Wednesday, February 10, 2010

What a Cab Driver Taught Me about Navigating the Job Market

I just read Harvey Mackay's story about a cab driver who doubles his income by investing in exceptional service. As I read the story I realized that the cabbie's strategy can be applied to any service business, especially recruiting.

In a nutshell, the cab driver designed a superior experience for his fares. He wore freshly pressed slacks and shiny shoes. He kept his taxi immaculately clean. He offered newspapers, coffee and soft drinks, pedicures and manicures....Okay, that's a bit of an exaggeration. But the point is that the cab driver constantly surprised people with extra consideration for their comfort. Now he doesn't have to line up to wait for fares. His customers call him to reserve a ride and his income has doubled. A few small considerations can go a long way.

The taxi driver's lesson: Exceed expectations. How does that apply to the recruiting business?

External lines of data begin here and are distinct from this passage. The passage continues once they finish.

use serde::{Deserialize, Serialize};

/// Logging configuration
#[derive(Debug, Clone, Deserialize, Serialize)]
pub struct LoggingConfig {
    /// Log level (default: "info")
    /// Options: "trace", "debug", "info", "warn", "error", "off"
    #[serde(default = "default_log_level")]
    pub level: String,

    #[serde(default)]
    pub format: LogFormat,
}

#[derive(Debug, Clone, Copy, PartialEq, Eq, Default, Deserialize, Serialize)]
#[serde(rename_all = "lowercase")]
pub enum LogFormat {
    #[default]
    Text,
    Json,
}

impl LoggingConfig {
    pub fn is_valid_level(level: &str) -> bool {
        matches!(
            level.to_ascii_lowercase().as_str(),
            "trace" | "debug" | "info" | "warn" | "error" | "off"
        )
    }
}

impl Default for LoggingConfig {
    fn default() -> Self {
        Self {
            level: default_log_level(),
            format: LogFormat::default(),
        }
    }
}

fn default_log_level() -> String {
    "info".to_string()
}
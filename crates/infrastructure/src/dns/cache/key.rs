use hickory_proto::rr::{DNSClass, Name, RecordType as WireType};
use rsdns_domain::{QueryKey, RecordClass, RecordType};

/// Cache key for a question as it appears on the wire.
pub fn wire_key(name: &Name, record_type: WireType, class: DNSClass) -> QueryKey {
    QueryKey::new(
        &name.to_ascii(),
        from_wire_type(record_type),
        RecordClass::from_u16(u16::from(class)),
    )
}

pub fn from_wire_type(record_type: WireType) -> RecordType {
    RecordType::from_u16(u16::from(record_type))
}

pub fn to_wire_type(record_type: RecordType) -> WireType {
    WireType::from(record_type.to_u16())
}
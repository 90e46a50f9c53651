pub mod engine;
pub mod parser;
pub mod snapshot;
pub mod sources;
pub mod suffix_trie;

pub use engine::BlockList;
pub use parser::{parse_list_line, parse_list_text, ListEntry};
pub use snapshot::BlockSnapshot;
pub use sources::BlocklistDownloader;
pub use suffix_trie::SuffixTrie;
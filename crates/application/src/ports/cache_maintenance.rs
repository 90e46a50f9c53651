#[derive(Debug, Clone, Copy, Default, PartialEq)]
pub struct CacheStats {
    pub entries: usize,
    pub capacity: usize,
    pub hits: u64,
    pub misses: u64,
    pub stale_hits: u64,
    pub insertions: u64,
    pub evictions: u64,
    pub expirations: u64,
}

impl CacheStats {
    pub fn hit_rate(&self) -> f64 {
        let lookups = self.hits + self.stale_hits + self.misses;
        if lookups == 0 {
            0.0
        } else {
            (self.hits + self.stale_hits) as f64 / lookups as f64
        }
    }
}

pub trait CacheMaintenancePort: Send + Sync {
    /// Drop every entry past its expiry (and past the stale window when
    /// stale serving is on). Returns how many were removed.
    fn purge_expired(&self) -> usize;

    fn stats(&self) -> CacheStats;
}
use hickory_proto::rr::{Name, RData, Record};
use hickory_proto::serialize::binary::{BinDecodable, BinDecoder, BinEncodable, BinEncoder, EncodeMode};
use rsdns_domain::{DomainError, RecordType};
use std::fmt;

/// Raw RDATA of a record, names in canonical (lowercase, uncompressed) form.
///
/// DNSSEC types are carried by hickory as opaque RDATA, so the parsers
/// below work on these bytes.
pub fn canonical_rdata(rdata: &RData) -> Result<Vec<u8>, DomainError> {
    let mut buf = Vec::with_capacity(64);
    {
        let mut encoder = BinEncoder::with_mode(&mut buf, EncodeMode::Signing);
        encoder.set_canonical_names(true);
        rdata
            .emit(&mut encoder)
            .map_err(|e| DomainError::InvalidDnsResponse(format!("RDATA encode: {}", e)))?;
    }
    Ok(buf)
}

/// Canonical wire form of a name: lowercase labels, no compression.
pub fn canonical_name(name: &Name) -> Result<Vec<u8>, DomainError> {
    let mut buf = Vec::with_capacity(name.len() + 2);
    {
        let mut encoder = BinEncoder::with_mode(&mut buf, EncodeMode::Signing);
        name.to_lowercase()
            .emit_as_canonical(&mut encoder, true)
            .map_err(|e| DomainError::InvalidDnsResponse(format!("name encode: {}", e)))?;
    }
    Ok(buf)
}

fn record_bytes(record: &Record) -> Result<Vec<u8>, DomainError> {
    match record.data() {
        Some(rdata) => canonical_rdata(rdata),
        None => Err(DomainError::InvalidDnsResponse(format!(
            "{} record without RDATA",
            record.record_type()
        ))),
    }
}

fn algorithm_name(algorithm: u8) -> &'static str {
    match algorithm {
        5 => "RSA/SHA-1",
        7 => "RSA/SHA-1-NSEC3",
        8 => "RSA/SHA-256",
        10 => "RSA/SHA-512",
        13 => "ECDSA P-256/SHA-256",
        14 => "ECDSA P-384/SHA-384",
        15 => "Ed25519",
        _ => "Unknown",
    }
}

/// DNSKEY record: the public key used to verify RRSIG signatures.
///
/// ```text
/// | flags (16) | protocol (8) = 3 | algorithm (8) | public key ... |
/// ```
#[derive(Debug, Clone, PartialEq, Eq)]
pub struct DnskeyRecord {
    /// 256 for a zone signing key, 257 with the SEP bit for a key signing key.
    pub flags: u16,
    pub protocol: u8,
    pub algorithm: u8,
    pub public_key: Vec<u8>,
}

impl DnskeyRecord {
    pub fn parse(data: &[u8]) -> Result<Self, DomainError> {
        if data.len() < 4 {
            return Err(DomainError::InvalidDnsResponse(
                "DNSKEY record too short".into(),
            ));
        }

        let flags = u16::from_be_bytes([data[0], data[1]]);
        let protocol = data[2];
        let algorithm = data[3];

        if protocol != 3 {
            return Err(DomainError::InvalidDnsResponse(format!(
                "Invalid DNSKEY protocol: {} (expected 3)",
                protocol
            )));
        }

        Ok(Self {
            flags,
            protocol,
            algorithm,
            public_key: data[4..].to_vec(),
        })
    }

    pub fn from_record(record: &Record) -> Result<Self, DomainError> {
        Self::parse(&record_bytes(record)?)
    }

    /// Only keys with the Zone Key bit may verify zone data.
    pub fn is_zone_key(&self) -> bool {
        self.flags & 0x0100 != 0
    }

    pub fn is_revoked(&self) -> bool {
        self.flags & 0x0080 != 0
    }

    pub fn is_ksk(&self) -> bool {
        self.flags & 0x0001 != 0
    }

    /// RDATA in wire form, as hashed into a DS digest.
    pub fn rdata(&self) -> Vec<u8> {
        let mut wire = Vec::with_capacity(4 + self.public_key.len());
        wire.extend_from_slice(&self.flags.to_be_bytes());
        wire.push(self.protocol);
        wire.push(self.algorithm);
        wire.extend_from_slice(&self.public_key);
        wire
    }

    /// Key tag (RFC 4034 Appendix B).
    pub fn key_tag(&self) -> u16 {
        let wire = self.rdata();
        let mut accumulator: u32 = 0;

        for chunk in wire.chunks(2) {
            if chunk.len() == 2 {
                accumulator += u32::from(u16::from_be_bytes([chunk[0], chunk[1]]));
            } else {
                accumulator += u32::from(chunk[0]) << 8;
            }
        }

        accumulator += accumulator >> 16;
        (accumulator & 0xFFFF) as u16
    }

    pub fn algorithm_name(&self) -> &'static str {
        algorithm_name(self.algorithm)
    }
}

impl fmt::Display for DnskeyRecord {
    fn fmt(&self, f: &mut fmt::Formatter<'_>) -> fmt::Result {
        write!(
            f,
            "DNSKEY(flags={}, algo={}, tag={}, {})",
            self.flags,
            self.algorithm_name(),
            self.key_tag(),
            if self.is_ksk() { "KSK" } else { "ZSK" }
        )
    }
}

/// DS record: digest of a child zone DNSKEY, published in the parent.
///
/// ```text
/// | key tag (16) | algorithm (8) | digest type (8) | digest ... |
/// ```
#[derive(Debug, Clone, PartialEq, Eq)]
pub struct DsRecord {
    pub key_tag: u16,
    pub algorithm: u8,
    /// 1 SHA-1, 2 SHA-256, 4 SHA-384
    pub digest_type: u8,
    pub digest: Vec<u8>,
}

impl DsRecord {
    pub fn parse(data: &[u8]) -> Result<Self, DomainError> {
        if data.len() < 4 {
            return Err(DomainError::InvalidDnsResponse("DS record too short".into()));
        }

        let digest_type = data[3];
        let digest = data[4..].to_vec();

        let expected_len = match digest_type {
            1 => 20,
            2 => 32,
            4 => 48,
            _ => 0,
        };
        if expected_len > 0 && digest.len() != expected_len {
            return Err(DomainError::InvalidDnsResponse(format!(
                "Invalid DS digest length: {} (expected {})",
                digest.len(),
                expected_len
            )));
        }

        Ok(Self {
            key_tag: u16::from_be_bytes([data[0], data[1]]),
            algorithm: data[2],
            digest_type,
            digest,
        })
    }

    pub fn from_record(record: &Record) -> Result<Self, DomainError> {
        Self::parse(&record_bytes(record)?)
    }

    pub fn digest_type_name(&self) -> &'static str {
        match self.digest_type {
            1 => "SHA-1",
            2 => "SHA-256",
            4 => "SHA-384",
            _ => "Unknown",
        }
    }
}

impl fmt::Display for DsRecord {
    fn fmt(&self, f: &mut fmt::Formatter<'_>) -> fmt::Result {
        write!(
            f,
            "DS(tag={}, algo={}, digest={})",
            self.key_tag,
            algorithm_name(self.algorithm),
            self.digest_type_name()
        )
    }
}

/// RRSIG record: signature over one RRset.
///
/// ```text
/// | type covered (16) | algorithm (8) | labels (8) | original TTL (32) |
/// | expiration (32) | inception (32) | key tag (16) | signer name | signature |
/// ```
#[derive(Debug, Clone, PartialEq, Eq)]
pub struct RrsigRecord {
    pub type_covered: RecordType,
    pub algorithm: u8,
    /// Label count of the owner name, excluding a leading wildcard.
    pub labels: u8,
    pub original_ttl: u32,
    pub signature_expiration: u32,
    pub signature_inception: u32,
    pub key_tag: u16,
    pub signer_name: Name,
    pub signature: Vec<u8>,
}

const RRSIG_FIXED_LEN: usize = 18;

impl RrsigRecord {
    pub fn parse(data: &[u8]) -> Result<Self, DomainError> {
        if data.len() < RRSIG_FIXED_LEN {
            return Err(DomainError::InvalidDnsResponse(
                "RRSIG record too short".into(),
            ));
        }

        let mut decoder = BinDecoder::new(&data[RRSIG_FIXED_LEN..]);
        let signer_name = Name::read(&mut decoder)
            .map_err(|e| DomainError::InvalidDnsResponse(format!("RRSIG signer name: {}", e)))?;
        let signature_start = RRSIG_FIXED_LEN + decoder.index();
        if signature_start >= data.len() {
            return Err(DomainError::InvalidDnsResponse(
                "RRSIG missing signature".into(),
            ));
        }

        Ok(Self {
            type_covered: RecordType::from_u16(u16::from_be_bytes([data[0], data[1]])),
            algorithm: data[2],
            labels: data[3],
            original_ttl: u32::from_be_bytes([data[4], data[5], data[6], data[7]]),
            signature_expiration: u32::from_be_bytes([data[8], data[9], data[10], data[11]]),
            signature_inception: u32::from_be_bytes([data[12], data[13], data[14], data[15]]),
            key_tag: u16::from_be_bytes([data[16], data[17]]),
            signer_name,
            signature: data[signature_start..].to_vec(),
        })
    }

    pub fn from_record(record: &Record) -> Result<Self, DomainError> {
        Self::parse(&record_bytes(record)?)
    }

    /// RRSIG RDATA minus the signature, the prefix of the signed data.
    pub fn signed_prefix(&self) -> Result<Vec<u8>, DomainError> {
        let mut data = Vec::with_capacity(RRSIG_FIXED_LEN + 32);
        data.extend_from_slice(&self.type_covered.to_u16().to_be_bytes());
        data.push(self.algorithm);
        data.push(self.labels);
        data.extend_from_slice(&self.original_ttl.to_be_bytes());
        data.extend_from_slice(&self.signature_expiration.to_be_bytes());
        data.extend_from_slice(&self.signature_inception.to_be_bytes());
        data.extend_from_slice(&self.key_tag.to_be_bytes());
        data.extend_from_slice(&canonical_name(&self.signer_name)?);
        Ok(data)
    }

    /// Validity window check in serial number arithmetic (RFC 1982).
    pub fn is_valid_at(&self, now: u32) -> bool {
        (now.wrapping_sub(self.signature_inception) as i32) >= 0
            && (self.signature_expiration.wrapping_sub(now) as i32) >= 0
    }

    pub fn algorithm_name(&self) -> &'static str {
        algorithm_name(self.algorithm)
    }
}

impl fmt::Display for RrsigRecord {
    fn fmt(&self, f: &mut fmt::Formatter<'_>) -> fmt::Result {
        write!(
            f,
            "RRSIG({}, algo={}, tag={}, signer={})",
            self.type_covered,
            self.algorithm_name(),
            self.key_tag,
            self.signer_name
        )
    }
}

The job market like the taxi business is characterized by fierce competition. Either we have a large pool of candidates fighting for a few jobs or we're competing for a rare candidate to fill a highly a specialized job. As I communicate with clients and candidates all day I see every conversation as an opportunity. My goal is to create goodwill, to discover and exceed expectations. Is the commute to a new job placement manageable? Are the salary expectations reasonable? Is this job the right fit? Can I negotiate better work arrangements?

Every interview, telephone call and email reminds me of the taxi driver's message: Meeting expectations isn't good enough. You have to exceed people's expectations to succeed. But I draw the line at pedicures.